Alan Lomax remarked to Dock that he was the only person in the world who played with his particular style. Mike Seeger said that "his singing style is a highly individualistic synthesis of old mountain and blues styles, usually accompanied by the outline of the melody played on the banjo which often practically affects a duet with the voice rather than as an accompaniment." Boggs' compositions were written in a modal style which is unadorned and almost droning. Modal songs don't typically climax or switch time, but they revolve through cycles of tension that seem as though they could never end.
Although Boggs's style is often described as inscrutable, eerie, or otherworldly, much of that smoke seems to be derived from an inability of the casual listener or critic to discern or understand the precedent for Boggs' playing. For those who have delved extensively in folk music like that which is documented in Harry Smith's 1952 Anthology of American Folk Music, known to many as The Anthology, Boggs voice is not terribly weird compared to Hazel Dickens or a cajun woman wailing away. Or try sitting through an entire album of Italian folk ballads. These are songs attributed to anonymous women, often recorded in the field, capturing music made in the moment for what it's worth and nothing expected beyond gratification for the singer as pleasant accompaniment to a daily chore.

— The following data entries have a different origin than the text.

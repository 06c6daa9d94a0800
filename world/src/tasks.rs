//! Cancellable deferred tasks owned by a level.

use std::{collections::BTreeMap, time::Duration};

use district_siege_core::DistrictId;
use glam::Vec3;

/// Continuation scheduled to run on the level clock.
///
/// Tasks carry plain data only; the level re-validates its phase when a task
/// fires, so a task that outlived the situation it was scheduled for is a
/// no-op.
#[derive(Clone, Copy, Debug, PartialEq)]
pub(crate) enum DeferredTask {
    /// Releases one enemy of a staggered wave.
    ReleaseEnemy {
        district: DistrictId,
        position: Vec3,
    },
    /// Moves on from a cleared district after the pacing delay.
    AdvanceFrom { district: DistrictId },
    /// Opens the rescue objective once the storm settled.
    BeginRescue,
    /// Completes the level when the rescue target never became available.
    FallbackCompletion,
}

/// Ordered set of pending tasks keyed by due time and scheduling order.
#[derive(Debug, Default)]
pub(crate) struct TaskSet {
    pending: BTreeMap<(Duration, u64), DeferredTask>,
    next_sequence: u64,
}

impl TaskSet {
    pub(crate) fn new() -> Self {
        Self::default()
    }

    pub(crate) fn schedule(&mut self, due: Duration, task: DeferredTask) {
        let sequence = self.next_sequence;
        self.next_sequence += 1;
        let _ = self.pending.insert((due, sequence), task);
    }

    /// Removes and returns the earliest task due at or before `now`.
    pub(crate) fn pop_due(&mut self, now: Duration) -> Option<DeferredTask> {
        let (&(due, _), _) = self.pending.first_key_value()?;
        if due > now {
            return None;
        }
        self.pending.pop_first().map(|(_, task)| task)
    }

    /// Removes every task matching `predicate`, returning them in firing order.
    pub(crate) fn take_where(
        &mut self,
        mut predicate: impl FnMut(&DeferredTask) -> bool,
    ) -> Vec<DeferredTask> {
        let keys: Vec<_> = self
            .pending
            .iter()
            .filter(|(_, task)| predicate(task))
            .map(|(key, _)| *key)
            .collect();

        keys.into_iter()
            .filter_map(|key| self.pending.remove(&key))
            .collect()
    }

    /// Cancels every pending task, returning how many were dropped.
    pub(crate) fn clear(&mut self) -> usize {
        let cancelled = self.pending.len();
        self.pending.clear();
        cancelled
    }

    pub(crate) fn len(&self) -> usize {
        self.pending.len()
    }
}

#[cfg(test)]
mod tests {
    use super::*;

    #[test]
    fn tasks_fire_in_due_then_schedule_order() {
        let mut tasks = TaskSet::new();
        tasks.schedule(Duration::from_millis(800), DeferredTask::BeginRescue);
        tasks.schedule(
            Duration::from_millis(100),
            DeferredTask::AdvanceFrom {
                district: DistrictId::new(0),
            },
        );
        tasks.schedule(Duration::from_millis(100), DeferredTask::FallbackCompletion);

        assert_eq!(tasks.pop_due(Duration::from_millis(50)), None);
        assert_eq!(
            tasks.pop_due(Duration::from_millis(900)),
            Some(DeferredTask::AdvanceFrom {
                district: DistrictId::new(0)
            })
        );
        assert_eq!(
            tasks.pop_due(Duration::from_millis(900)),
            Some(DeferredTask::FallbackCompletion)
        );
        assert_eq!(
            tasks.pop_due(Duration::from_millis(900)),
            Some(DeferredTask::BeginRescue)
        );
        assert_eq!(tasks.pop_due(Duration::from_millis(900)), None);
    }

    #[test]
    fn take_where_removes_only_matching_tasks() {
        let mut tasks = TaskSet::new();
        for index in 0..3 {
            tasks.schedule(
                Duration::from_millis(index * 800),
                DeferredTask::ReleaseEnemy {
                    district: DistrictId::new(1),
                    position: Vec3::ZERO,
                },
            );
        }
        tasks.schedule(Duration::from_secs(6), DeferredTask::BeginRescue);

        let taken = tasks.take_where(|task| matches!(task, DeferredTask::ReleaseEnemy { .. }));
        assert_eq!(taken.len(), 3);
        assert_eq!(tasks.len(), 1);
        assert_eq!(tasks.clear(), 1);
        assert_eq!(tasks.len(), 0);
    }
}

Imagine the mountain life, where time moves slower and staving off boredom is often as simple as gathering on the porch or around the wood stove and playing some tunes. To have songs that can seemingly go on forever is as much a matter of helping fill the time as it is perhaps a natural result of the synthesis of musical styles that helped create the distinctive one of Appalachia. Or think of it this way: you'd have to know 60 different two-minute songs if you wanted to play music continuously for two hours.
Rambling, straight deliveries and spooky modal patterns aren't eerie on purpose, they just don't compare with the slick production of modern bluegrass, the three-chord satisfaction of rock, or the efficient delivery of jazz. That's not meant to be a qualitative comparison, but rather a simple truth of American popular music. Fitting Appalachian music from the '20s and '30s into a box with Red Hot Chili Peppers and Dean Martin just doesn't happen. And then there are the vocals. Dock Boggs' voice is certainly a defining feature. Understanding his voice can go a long way to deepening one's appreciation for his music and style, shattering the thin veneer of idle curiosity or tittering wonderment at the voice of a supposed ancient mountain geezer.
Traditional vocalists for multi-piece acoustic bands had to be able to sing and be heard above the other instruments without voice amplification. Singing to be heard, straining to an audible point, yet matching the tone of your instruments, a vocal pattern can develop that, when paired with a microphone and a recording studio, suddenly becomes painfully intimate. Yet, it seems like paying too much attention to Dock Boggs as weird or Dock Boggs as esoteric or Dock Boggs as bones (all various interpretations offered by critics) is a slight. Unlike many artists who have done things to make their music sound intentionally weird, Boggs sang not out of a need to unsettle, but from an organic desire to make music.